(Recorded data)
━━━━━━

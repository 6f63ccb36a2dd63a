//! Systems for syncing Bevy entities with simulation state

use bevy::prelude::*;

use super::components::{to_world, CarSprite, HudText, RunnerWorldResource};
use super::input::read_frame_input;

const ROAD_COLOR: Color = Color::WHITE;

/// System to run simulation tick
pub fn tick_simulation(
    time: Res<Time>,
    keyboard: Res<ButtonInput<KeyCode>>,
    mut runner: ResMut<RunnerWorldResource>,
    mut exit: MessageWriter<AppExit>,
) {
    let input = read_frame_input(&time, &keyboard);
    if let Err(e) = runner.0.tick(&input) {
        error!("Simulation tick failed: {:#}", e);
        exit.write(AppExit::error());
    }
}

/// Draw every road edge and the connectors between segments
pub fn draw_road(runner: Res<RunnerWorldResource>, mut gizmos: Gizmos) {
    let world = &runner.0;
    let config = world.config();

    for edges in world.sequence().edges() {
        for (start, end) in [edges.left, edges.right] {
            gizmos.line_2d(to_world(start, config), to_world(end, config), ROAD_COLOR);
        }
        if let Some(connectors) = edges.connectors {
            for (start, end) in connectors {
                gizmos.line_2d(to_world(start, config), to_world(end, config), ROAD_COLOR);
            }
        }
    }
}

/// System to sync the car sprite from simulation state
pub fn sync_car(
    runner: Res<RunnerWorldResource>,
    mut car_query: Query<&mut Transform, With<CarSprite>>,
) {
    let world = &runner.0;
    let config = world.config();
    let car = world.car();

    let mut center = car.pos;
    center.x += config.car_width / 2.0;
    center.y += config.car_height / 2.0;
    let translation = to_world(center, config);

    for mut transform in car_query.iter_mut() {
        transform.translation = translation.extend(1.0);
    }
}

/// System to update the score texts and the crash screen
pub fn update_hud(
    time: Res<Time>,
    runner: Res<RunnerWorldResource>,
    mut text_query: Query<(&HudText, &mut Text)>,
    mut visibility_query: Query<(&HudText, &mut Visibility)>,
) {
    let world = &runner.0;
    let now = time.elapsed_secs_f64();
    let paused = world.is_paused();

    for (hud, mut text) in text_query.iter_mut() {
        match hud {
            HudText::Score | HudText::PauseScore => {
                **text = format!("Score : {}", world.score(now) as u64);
            }
            HudText::HighScore => {
                **text = format!("High Score : {}", world.high_score() as u64);
            }
            HudText::PausePanel => {}
        }
    }

    for (hud, mut visibility) in visibility_query.iter_mut() {
        let visible = match hud {
            HudText::Score | HudText::HighScore => !paused,
            HudText::PausePanel => paused,
            HudText::PauseScore => continue,
        };
        *visibility = if visible {
            Visibility::Inherited
        } else {
            Visibility::Hidden
        };
    }
}
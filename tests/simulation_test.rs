use std::process::{Command, Output};

fn run_headless(args: &[&str]) -> Output {
    Command::new(env!("CARGO_BIN_EXE_road_runner"))
        .args(args)
        .env("RUST_LOG", "warn,road_runner=info")
        .output()
        .expect("Failed to execute road runner")
}

/// Find `label` in the log and parse the value that follows it
fn parse_stat<T: std::str::FromStr>(stderr: &str, label: &str) -> T {
    let line = stderr
        .lines()
        .find(|line| line.contains(label))
        .unwrap_or_else(|| panic!("Could not find '{}' line", label));

    // Handle log format with timestamp
    let parts: Vec<&str> = line.split(label).collect();
    parts
        .get(1)
        .map(|s| s.trim().trim_end_matches('s'))
        .and_then(|s| s.parse().ok())
        .unwrap_or_else(|| panic!("Could not parse value from line: {}", line))
}

/// Test that the game runs in headless mode without crashing the process
#[test]
fn test_headless_simulation_runs() {
    let output = run_headless(&["--ticks", "600", "--seed", "7"]);

    assert!(
        output.status.success(),
        "Road runner failed to run in headless mode. stderr: {}",
        String::from_utf8_lossy(&output.stderr)
    );

    let stderr = String::from_utf8_lossy(&output.stderr);
    assert!(
        stderr.contains("SIMULATION COMPLETE"),
        "Simulation did not complete properly. stderr: {}",
        stderr
    );
}

/// Test that run statistics are logged
#[test]
fn test_simulation_statistics_logged() {
    let output = run_headless(&["--ticks", "600", "--seed", "7"]);
    assert!(output.status.success(), "Simulation failed to run");

    let stderr = String::from_utf8_lossy(&output.stderr);

    let ticks: u64 = parse_stat(&stderr, "Total ticks:");
    assert_eq!(ticks, 600);

    let recycled: u64 = parse_stat(&stderr, "Segments recycled:");
    assert!(recycled > 0, "Road never scrolled past a segment");

    let top_speed: f32 = parse_stat(&stderr, "Top speed:");
    assert!(top_speed > 240.0 && top_speed <= 540.0);

    for label in ["Crashes:", "Restarts:", "Best score:", "Simulated time:"] {
        assert!(stderr.contains(label), "Missing '{}' statistic", label);
    }
}

/// Test that the map flag draws the road on stdout
#[test]
fn test_map_printed_when_requested() {
    let output = run_headless(&["--ticks", "60", "--seed", "3", "--map"]);
    assert!(output.status.success(), "Simulation failed to run");

    let stdout = String::from_utf8_lossy(&output.stdout);
    assert!(stdout.contains("=== Road Map ==="));
    assert!(stdout.contains("=== Road Runner Summary ==="));
    assert!(
        stdout.lines().any(|line| line.contains('|') && line.contains("CC")),
        "Car missing from the map"
    );
}

/// Test that nonsensical frame times are rejected with an error, not a panic
#[test]
fn test_zero_delta_is_rejected() {
    for delta in ["0", "inf", "NaN"] {
        let output = run_headless(&["--ticks", "10", "--delta", delta]);
        assert!(!output.status.success(), "delta {} was accepted", delta);

        let stderr = String::from_utf8_lossy(&output.stderr);
        assert!(
            stderr.contains("delta must be a positive number of seconds"),
            "delta {} not reported cleanly. stderr: {}",
            delta,
            stderr
        );
        assert!(!stderr.contains("panicked"), "delta {} panicked: {}", delta, stderr);
    }
}
//! UI components and resources for linking Bevy entities to simulation state

use bevy::prelude::*;

use crate::simulation::{GameConfig, Position, RunnerWorld};

/// Resource wrapper for the simulation world
#[derive(Resource)]
pub struct RunnerWorldResource(pub RunnerWorld);

/// Options the UI was launched with
#[derive(Resource, Default, Clone)]
pub struct RunnerSettings {
    pub seed: Option<u64>,
    pub config: GameConfig,
}

/// Marker component for the main camera
#[derive(Component)]
pub struct MainCamera;

/// Marker for the car sprite
#[derive(Component)]
pub struct CarSprite;

/// HUD elements, updated from the game state every frame
#[derive(Component, Debug, Clone, Copy, PartialEq, Eq)]
pub enum HudText {
    /// Live score, shown while running
    Score,
    /// Best score, shown while running
    HighScore,
    /// Container for the crash screen
    PausePanel,
    /// Frozen score on the crash screen
    PauseScore,
}

/// Convert a screen-space position (origin top-left, y down) to Bevy world space
pub fn to_world(position: Position, config: &GameConfig) -> Vec2 {
    Vec2::new(
        position.x - config.screen_width / 2.0,
        config.screen_height / 2.0 - position.y,
    )
}

/// Sprite size of the car in the given world
pub fn car_sprite_size(config: &GameConfig) -> Vec2 {
    Vec2::new(config.car_width, config.car_height)
}
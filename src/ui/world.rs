//! Startup systems for the camera, the car and the HUD

use bevy::prelude::*;

use super::components::{
    car_sprite_size, CarSprite, HudText, MainCamera, RunnerSettings, RunnerWorldResource,
};
use crate::simulation::RunnerWorld;

const HUD_COLOR: Color = Color::WHITE;
const CAR_COLOR: Color = Color::WHITE;

/// Build the simulation world, or shut down if it cannot be built
pub fn setup_runner(
    mut commands: Commands,
    time: Res<Time>,
    settings: Res<RunnerSettings>,
    mut exit: MessageWriter<AppExit>,
) {
    let config = settings.config.clone();
    let now = time.elapsed_secs_f64();
    let world = match settings.seed {
        Some(seed) => RunnerWorld::new_with_seed(config, seed, now),
        None => RunnerWorld::new(config, now),
    };

    match world {
        Ok(world) => {
            info!("Road ready with {} segments", world.sequence().len());
            commands.insert_resource(RunnerWorldResource(world));
        }
        Err(e) => {
            error!("Failed to start the game: {:#}", e);
            exit.write(AppExit::error());
        }
    }
}

/// System to setup the camera, car sprite and HUD text
///
/// Runs after `setup_runner` so the car is sized from the world's own config.
pub fn setup_world(mut commands: Commands, runner: Option<Res<RunnerWorldResource>>) {
    let Some(runner) = runner else {
        return;
    };

    commands.spawn((MainCamera, Camera2d));
    commands.spawn((
        CarSprite,
        Sprite::from_color(CAR_COLOR, car_sprite_size(runner.0.config())),
        Transform::default(),
    ));

    commands.spawn((
        HudText::Score,
        Text::new("Score : 0"),
        TextFont {
            font_size: 30.0,
            ..default()
        },
        TextColor(HUD_COLOR),
        Node {
            position_type: PositionType::Absolute,
            top: Val::Px(0.0),
            left: Val::Px(10.0),
            ..default()
        },
    ));

    commands.spawn((
        HudText::HighScore,
        Text::new("High Score : 0"),
        TextFont {
            font_size: 20.0,
            ..default()
        },
        TextColor(HUD_COLOR),
        Node {
            position_type: PositionType::Absolute,
            top: Val::Px(40.0),
            left: Val::Px(10.0),
            ..default()
        },
    ));

    commands
        .spawn((
            HudText::PausePanel,
            Node {
                position_type: PositionType::Absolute,
                width: Val::Percent(100.0),
                height: Val::Percent(100.0),
                flex_direction: FlexDirection::Column,
                justify_content: JustifyContent::Center,
                align_items: AlignItems::Center,
                row_gap: Val::Px(24.0),
                ..default()
            },
            Visibility::Hidden,
        ))
        .with_children(|panel| {
            panel.spawn((
                HudText::PauseScore,
                Text::new("Score : 0"),
                TextFont {
                    font_size: 30.0,
                    ..default()
                },
                TextColor(HUD_COLOR),
            ));
            panel.spawn((
                Text::new("Press 'Space' to Play Again."),
                TextFont {
                    font_size: 20.0,
                    ..default()
                },
                TextColor(HUD_COLOR),
            ));
        });
}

━━━━━━

**WHAT YOU WILL DO**
Beginning at the line above with "statistics are logged" and finishing at the line with "for label in", return each line exactly and return nothing else.

**TASK OUTPUT**
/// Test that run statistics are logged
#[test]
fn test_simulation_statistics_logged() {
    let output = run_headless(&["--ticks", "600", "--seed", "7"]);
    assert!(output.status.success(), "Simulation failed to run");

    let stderr = String::from_utf8_lossy(&output.stderr);

    let ticks: u64 = parse_stat(&stderr, "Total ticks:");
    assert_eq!(ticks, 600);

    let recycled: u64 = parse_stat(&stderr, "Segments recycled:");
    assert!(recycled > 0, "Road never scrolled past a segment");

    let top_speed: f32 = parse_stat(&stderr, "Top speed:");
    assert!(top_speed > 240.0 && top_speed <= 540.0);

    for label in ["Crashes:", "Restarts:", "Best score:", "Simulated time:"] {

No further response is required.